Figure 1: — The graph representation of the communication pattern of 5 nodes and its possible corresponding stochastic matrices. For clearness, the self-loop is not drawn. If the node 0 is treated as server and node 1 to 4 as clients, the leftmost is a typical pull-model step, i.e. client 1 and 3 are participated; the second left graph depicts the model average step in the FedAvg; the third graph is a same graph but using column-stochastic matrix, which is uncommon in the FL literature; The last one is a typical (symmetric) doubly stochastic matrix case used in the decentralized optimization algorithm.

The weights are selected to ensure the resulting matrix is a stochastic matrix. Specifically, a matrix $W$ is called row stochastic if $W 1 = 1$ , where $1$ is a all-one vector; it is called column stochastic if $1^{⊤} W = 1^{⊤}$ ; and it is doubly stochastic if it satisfies both row and column stochastic properties [Horn and Johnson, 2012, Meyer, 2023]. It is straightforward to verify that the above two matrices both are row-stochastic matrices. Analogously, for the participation set, we can define a corresponding column stochastic matrix $C (S_{r})$ and a doubly stochastic matrix $W (S_{r})$ .

C (S_{r}) [i, j] = \{\begin{array}{l} 1 & if j \in S_{r} and i = 0 \\ 1 & if j \notin S_{r} and i = j \\ 0 & otherswise \end{array}, W (S_{r}) [i, j] = \{\begin{array}{l} 1 / |S_{r}| & if i \in S_{r} and j = 0 \\ 1 / |S_{r}| & if j \in S_{r} and i = 0 \\ 1 - \sum_{i} W [i, j] & if i = j \\ 0 & otherswise \end{array}

Suppose $S_{r} = {1,3}$ , then the matrices $W (S_{r})$ and $C (S_{r})$ correspond to the rightmost and second rightmost ones depicted in the figure. These four matrices will play the critical role in the following algorithm design and convergence proof section. In contrast to decentralized algorithms, where assumptions are directly imposed on the mixing matrix, we do not make any assumption about them in this paper since we utilize them to model the client participation process. For completeness, a brief review of stochastic matrices and their properties is provided in the Appendix C.

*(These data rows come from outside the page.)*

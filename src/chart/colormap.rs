//! Named color maps and the providers that pick one per chart.
//!
//! Bar segment colors are fixed per column; the picked map tints the
//! alternating row bands behind the bars.

use crate::utils::error::ChartError;
use log::debug;
use rand::{Rng, SeedableRng};
use rand_chacha::ChaCha20Rng;

/// 8-bit RGB color
#[derive(Debug, Clone, Copy, PartialEq, Eq)]
pub struct Rgb(pub u8, pub u8, pub u8);

impl Rgb {
    pub const WHITE: Rgb = Rgb(255, 255, 255);
    pub const BLACK: Rgb = Rgb(0, 0, 0);
    pub const ORANGE: Rgb = Rgb(255, 165, 0);
    pub const GREEN: Rgb = Rgb(0, 128, 0);
    pub const RED: Rgb = Rgb(255, 0, 0);
    pub const GRAY: Rgb = Rgb(128, 128, 128);

    /// Linear blend, `t = 0` is `self` and `t = 1` is `other`
    pub fn mix(self, other: Rgb, t: f64) -> Rgb {
        let t = t.clamp(0.0, 1.0);
        let lerp = |a: u8, b: u8| (a as f64 + (b as f64 - a as f64) * t).round() as u8;
        Rgb(lerp(self.0, other.0), lerp(self.1, other.1), lerp(self.2, other.2))
    }
}

/// A named gradient sampled on `[0, 1]`
#[derive(Debug, PartialEq, Eq)]
pub struct ColorMap {
    pub name: &'static str,
    stops: &'static [Rgb],
}

impl ColorMap {
    /// Color at position `t`, clamped to `[0, 1]`
    pub fn sample(&self, t: f64) -> Rgb {
        match self.stops {
            [] => Rgb::WHITE,
            [only] => *only,
            stops => {
                let pos = t.clamp(0.0, 1.0) * (stops.len() - 1) as f64;
                let lower = (pos.floor() as usize).min(stops.len() - 2);
                stops[lower].mix(stops[lower + 1], pos - lower as f64)
            }
        }
    }
}

/// Every color map a chart can be drawn with
pub static COLOR_MAPS: &[ColorMap] = &[
    ColorMap {
        name: "viridis",
        stops: &[
            Rgb(0x44, 0x01, 0x54),
            Rgb(0x3b, 0x52, 0x8b),
            Rgb(0x21, 0x91, 0x8c),
            Rgb(0x5e, 0xc9, 0x62),
            Rgb(0xfd, 0xe7, 0x25),
        ],
    },
    ColorMap {
        name: "plasma",
        stops: &[
            Rgb(0x0d, 0x08, 0x87),
            Rgb(0x7e, 0x03, 0xa8),
            Rgb(0xcc, 0x47, 0x78),
            Rgb(0xf8, 0x95, 0x40),
            Rgb(0xf0, 0xf9, 0x21),
        ],
    },
    ColorMap {
        name: "inferno",
        stops: &[
            Rgb(0x00, 0x00, 0x04),
            Rgb(0x57, 0x10, 0x6e),
            Rgb(0xbc, 0x37, 0x54),
            Rgb(0xf9, 0x8e, 0x09),
            Rgb(0xfc, 0xff, 0xa4),
        ],
    },
    ColorMap {
        name: "magma",
        stops: &[
            Rgb(0x00, 0x00, 0x04),
            Rgb(0x51, 0x12, 0x7c),
            Rgb(0xb7, 0x37, 0x79),
            Rgb(0xfc, 0x89, 0x61),
            Rgb(0xfc, 0xfd, 0xbf),
        ],
    },
    ColorMap {
        name: "cividis",
        stops: &[
            Rgb(0x00, 0x22, 0x4e),
            Rgb(0x57, 0x5d, 0x6d),
            Rgb(0xa5, 0x9c, 0x74),
            Rgb(0xfe, 0xe8, 0x38),
        ],
    },
    ColorMap {
        name: "Greys",
        stops: &[Rgb(0xff, 0xff, 0xff), Rgb(0x00, 0x00, 0x00)],
    },
    ColorMap {
        name: "Blues",
        stops: &[Rgb(0xf7, 0xfb, 0xff), Rgb(0x6b, 0xae, 0xd6), Rgb(0x08, 0x30, 0x6b)],
    },
    ColorMap {
        name: "Greens",
        stops: &[Rgb(0xf7, 0xfc, 0xf5), Rgb(0x74, 0xc4, 0x76), Rgb(0x00, 0x44, 0x1b)],
    },
    ColorMap {
        name: "Oranges",
        stops: &[Rgb(0xff, 0xf5, 0xeb), Rgb(0xfd, 0x8d, 0x3c), Rgb(0x7f, 0x27, 0x04)],
    },
    ColorMap {
        name: "Reds",
        stops: &[Rgb(0xff, 0xf5, 0xf0), Rgb(0xfb, 0x6a, 0x4a), Rgb(0x67, 0x00, 0x0d)],
    },
    ColorMap {
        name: "Purples",
        stops: &[Rgb(0xfc, 0xfb, 0xfd), Rgb(0x9e, 0x9a, 0xc8), Rgb(0x3f, 0x00, 0x7d)],
    },
    ColorMap {
        name: "YlGnBu",
        stops: &[Rgb(0xff, 0xff, 0xd9), Rgb(0x41, 0xb6, 0xc4), Rgb(0x08, 0x1d, 0x58)],
    },
    ColorMap {
        name: "Spectral",
        stops: &[
            Rgb(0x9e, 0x01, 0x42),
            Rgb(0xf4, 0x6d, 0x43),
            Rgb(0xff, 0xff, 0xbf),
            Rgb(0x66, 0xc2, 0xa5),
            Rgb(0x5e, 0x4f, 0xa2),
        ],
    },
    ColorMap {
        name: "coolwarm",
        stops: &[Rgb(0x3b, 0x4c, 0xc0), Rgb(0xdd, 0xdd, 0xdd), Rgb(0xb4, 0x04, 0x26)],
    },
    ColorMap {
        name: "twilight",
        stops: &[
            Rgb(0xe2, 0xd9, 0xe2),
            Rgb(0x5e, 0x43, 0xa5),
            Rgb(0x2f, 0x14, 0x36),
            Rgb(0xb2, 0x50, 0x4d),
            Rgb(0xe2, 0xd9, 0xe2),
        ],
    },
    ColorMap {
        name: "cool",
        stops: &[Rgb(0x00, 0xff, 0xff), Rgb(0xff, 0x00, 0xff)],
    },
    ColorMap {
        name: "hot",
        stops: &[
            Rgb(0x0b, 0x00, 0x00),
            Rgb(0xff, 0x00, 0x00),
            Rgb(0xff, 0xff, 0x00),
            Rgb(0xff, 0xff, 0xff),
        ],
    },
];

/// Look up a color map by name (case-sensitive, as listed in `COLOR_MAPS`)
pub fn find_color_map(name: &str) -> Result<&'static ColorMap, ChartError> {
    COLOR_MAPS
        .iter()
        .find(|map| map.name == name)
        .ok_or_else(|| ChartError::UnknownColorMap(name.to_string()))
}

/// Source of the color map used for one chart
pub trait ColorMapProvider {
    fn color_map(&mut self) -> &'static ColorMap;
}

/// Picks uniformly at random from `COLOR_MAPS`
#[derive(Debug, Clone)]
pub struct RandomColorMap {
    rng: ChaCha20Rng,
}

impl RandomColorMap {
    /// Seeded for reproducible picks, otherwise from OS entropy
    pub fn new(seed: Option<u64>) -> Self {
        let rng = if let Some(seed) = seed {
            ChaCha20Rng::seed_from_u64(seed)
        } else {
            ChaCha20Rng::from_entropy()
        };

        Self { rng }
    }
}

impl ColorMapProvider for RandomColorMap {
    fn color_map(&mut self) -> &'static ColorMap {
        let map = &COLOR_MAPS[self.rng.gen_range(0..COLOR_MAPS.len())];
        debug!("Picked color map: {}", map.name);
        map
    }
}

/// Always returns the same map
#[derive(Debug, Clone, Copy)]
pub struct FixedColorMap {
    map: &'static ColorMap,
}

impl FixedColorMap {
    pub fn new(map: &'static ColorMap) -> Self {
        Self { map }
    }

    pub fn named(name: &str) -> Result<Self, ChartError> {
        find_color_map(name).map(Self::new)
    }
}

impl ColorMapProvider for FixedColorMap {
    fn color_map(&mut self) -> &'static ColorMap {
        self.map
    }
}
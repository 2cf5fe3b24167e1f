//! Server configuration, read from the environment (and `.env` when present).

use std::net::SocketAddr;

use anyhow::{Context, Result};

pub const DEFAULT_DATABASE_URL: &str = "sqlite://pantrychat.db?mode=rwc";
pub const DEFAULT_BIND_ADDR: &str = "0.0.0.0:8080";
pub const DEFAULT_MAX_CONNECTIONS: u32 = 16;

#[derive(Debug, Clone)]
pub struct Config {
    /// `DATABASE_URL`
    pub database_url: String,
    /// `BIND_ADDR`
    pub bind_addr: SocketAddr,
    /// `API_TOKEN`; when set, every route but `/health` needs the bearer token
    pub api_token: Option<String>,
    /// `DB_MAX_CONNECTIONS`
    pub db_max_connections: u32,
}

impl Config {
    pub fn from_env() -> Result<Self> {
        dotenv::dotenv().ok();
        Self::from_lookup(|key| dotenv::var(key).ok())
    }

    pub fn from_lookup(lookup: impl Fn(&str) -> Option<String>) -> Result<Self> {
        let database_url = lookup("DATABASE_URL").unwrap_or_else(|| DEFAULT_DATABASE_URL.to_owned());

        let bind_addr = lookup("BIND_ADDR")
            .unwrap_or_else(|| DEFAULT_BIND_ADDR.to_owned())
            .parse()
            .context("BIND_ADDR is not a socket address")?;

        let api_token = lookup("API_TOKEN").filter(|token| !token.is_empty());

        let db_max_connections = match lookup("DB_MAX_CONNECTIONS") {
            Some(value) => value
                .parse()
                .with_context(|| format!("DB_MAX_CONNECTIONS={value} is not a number"))?,
            None => DEFAULT_MAX_CONNECTIONS,
        };

        Ok(Config {
            database_url,
            bind_addr,
            api_token,
            db_max_connections,
        })
    }
}

#[cfg(test)]
mod tests {
    use std::collections::HashMap;

    use super::*;

    fn lookup_in(vars: &[(&str, &str)]) -> impl Fn(&str) -> Option<String> {
        let vars: HashMap<String, String> = vars
            .iter()
            .map(|(k, v)| (k.to_string(), v.to_string()))
            .collect();
        move |key| vars.get(key).cloned()
    }

    #[test]
    fn defaults() {
        let config = Config::from_lookup(lookup_in(&[])).unwrap();
        assert_eq!(config.database_url, DEFAULT_DATABASE_URL);
        assert_eq!(config.bind_addr.port(), 8080);
        assert_eq!(config.api_token, None);
        assert_eq!(config.db_max_connections, 16);
    }

    #[test]
    fn overrides() {
        let config = Config::from_lookup(lookup_in(&[
            ("DATABASE_URL", "sqlite::memory:"),
            ("BIND_ADDR", "127.0.0.1:9000"),
            ("API_TOKEN", "abc"),
            ("DB_MAX_CONNECTIONS", "4"),
        ]))
        .unwrap();
        assert_eq!(config.database_url, "sqlite::memory:");
        assert_eq!(config.bind_addr, "127.0.0.1:9000".parse().unwrap());
        assert_eq!(config.api_token.as_deref(), Some("abc"));
        assert_eq!(config.db_max_connections, 4);
    }

    #[test]
    fn empty_token_means_open() {
        let config = Config::from_lookup(lookup_in(&[("API_TOKEN", "")])).unwrap();
        assert_eq!(config.api_token, None);
    }

    #[test]
    fn rejects_garbage() {
        assert!(Config::from_lookup(lookup_in(&[("BIND_ADDR", "nowhere")])).is_err());
        assert!(Config::from_lookup(lookup_in(&[("DB_MAX_CONNECTIONS", "lots")])).is_err());
    }
}
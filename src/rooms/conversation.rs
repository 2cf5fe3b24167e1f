use axum::{debug_handler, extract::{Path, State}, Json};
use serde::{Deserialize, Serialize};

use crate::{AppResult, UserId};

use super::{msg::{MessageStore, StoredMessage}, relay::ChatRelay};

#[derive(Debug, Serialize, Deserialize)]
pub struct UnreadCount {
    pub count: i64,
}

#[derive(Debug, Serialize, Deserialize)]
pub struct MarkedRead {
    pub updated: u64,
}

#[debug_handler(state = crate::AppState)]
pub(crate) async fn conversation(
    Path((user_id, other_user_id)): Path<(UserId, UserId)>,
    State(store): State<MessageStore>,
) -> AppResult<Json<Vec<StoredMessage>>> {
    Ok(Json(store.find_conversation(user_id, other_user_id).await?))
}

#[debug_handler(state = crate::AppState)]
pub(crate) async fn unread_count(
    Path(user_id): Path<UserId>,
    State(store): State<MessageStore>,
) -> AppResult<Json<UnreadCount>> {
    let count = store.count_unread(user_id).await?;
    Ok(Json(UnreadCount { count }))
}

#[debug_handler(state = crate::AppState)]
pub(crate) async fn mark_as_read(
    Path((user_id, other_user_id)): Path<(UserId, UserId)>,
    State(store): State<MessageStore>,
) -> AppResult<Json<MarkedRead>> {
    let updated = store.mark_read(user_id, other_user_id).await?;
    tracing::debug!(user_id, other_user_id, updated, "marked as read");
    Ok(Json(MarkedRead { updated }))
}

#[debug_handler(state = crate::AppState)]
pub(crate) async fn online_users(State(relay): State<ChatRelay>) -> Json<Vec<UserId>> {
    Json(relay.online_users().await)
}
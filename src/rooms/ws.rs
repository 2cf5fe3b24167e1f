use axum::{debug_handler, extract::{ws::{Message, WebSocket}, State, WebSocketUpgrade}, response::IntoResponse};
use futures_util::{SinkExt, StreamExt};

use super::{key::RoomKey, protocol::{ClientEvent, ConnectionId, UserAnnouncement}, relay::ChatRelay};

#[debug_handler(state = crate::AppState)]
pub async fn chat_ws(
    State(relay): State<ChatRelay>,
    ws: WebSocketUpgrade,
) -> impl IntoResponse {
    ws.on_upgrade(move |stream| serve_connection(relay, stream))
}

async fn serve_connection(relay: ChatRelay, stream: WebSocket) {
    let (conn, mut rx) = relay.connect().await;
    let (mut sender, mut receiver) = stream.split();

    let mut outbound_task = tokio::spawn(async move {
        while let Some(event) = rx.recv().await {
            let text = match serde_json::to_string(&event) {
                Ok(text) => text,
                Err(err) => {
                    tracing::warn!(%conn, "cannot encode event: {err}");
                    continue;
                }
            };

            if sender.send(Message::Text(text.into())).await.is_err() {
                break;
            }
        }
    });

    let inbound_relay = relay.clone();
    let mut inbound_task = tokio::spawn(async move {
        while let Some(Ok(msg)) = receiver.next().await {
            match msg {
                Message::Text(text) => handle_frame(&inbound_relay, conn, text.as_str()).await,
                Message::Close(_) => break,
                _ => continue,
            }
        }
    });

    tokio::select! {
        _ = &mut outbound_task => inbound_task.abort(),
        _ = &mut inbound_task => outbound_task.abort(),
    };

    relay.disconnect(conn).await;
}

/// Applies one inbound frame. Failures are logged and never end the connection.
pub async fn handle_frame(relay: &ChatRelay, conn: ConnectionId, text: &str) {
    let event = match serde_json::from_str::<ClientEvent>(text) {
        Ok(event) => event,
        Err(err) => {
            tracing::warn!(%conn, "dropping malformed frame: {err}");
            return;
        }
    };

    match event {
        ClientEvent::Join(room) => match room.parse::<RoomKey>() {
            Ok(room) => relay.join(conn, room).await,
            Err(err) => tracing::warn!(%conn, "join refused: {err}"),
        },
        ClientEvent::Announce(UserAnnouncement { id }) => relay.announce(conn, id).await,
        ClientEvent::CreateMessage(dto) => {
            let temp_id = dto.temp_id;
            if let Err(err) = relay.create_message(conn, dto).await {
                if err.is_validation() {
                    tracing::warn!(%conn, ?temp_id, "message refused: {err}");
                } else {
                    tracing::error!(%conn, ?temp_id, "message lost: {err}");
                }
            }
        }
    }
}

3.1. Arbitrary Client Participation Modeling

FL focuses on the process of generating the arbitrary client participation set $S_{r}$ . Inspired by Wang and Ji [2022], in this paper, we model the arbitrary client participation by the following assumption.

Assumption 1 (Arbitrary Client Participation). In each communication round, the participation of the $i$ -th worker is indicated by the event $I_{i}$ , which occurs with a unknown probability $p_{i} \in (0,1]$ . $I_{i} = 1$ indicates that the $i$ -th worker is activated while $I_{i} = 0$ indicates not. The corresponding averaging weights are denoted by $q_{i}$ , where $q_{i} = E [I_{i} / (\sum_{j = 1}^{N} I_{j})]$ .

Assumption 1 is a general one covering multiple cases:

Case 1: Full Client Participation. This is simply as $p_{i} \equiv 1$ and $q_{i} \equiv \frac{1}{N}$ for all client indices $i$ .

Case 2: Active Arbitrary Participation. Each client $i$ independently determines if they will participate in the communication round. The event $I_{i}$ follows the Bernoulli distribution $p_{i}$ , where $p_{i} \in (0,1]$ . (Note $\sum_{i} p_{i} \neq 1$ .) If ${\{p_{i}\}}_{i = 1}^{N}$ are close to each other, then $q_{i} \approx p_{i} / (\sum_{j} p_{j})$ .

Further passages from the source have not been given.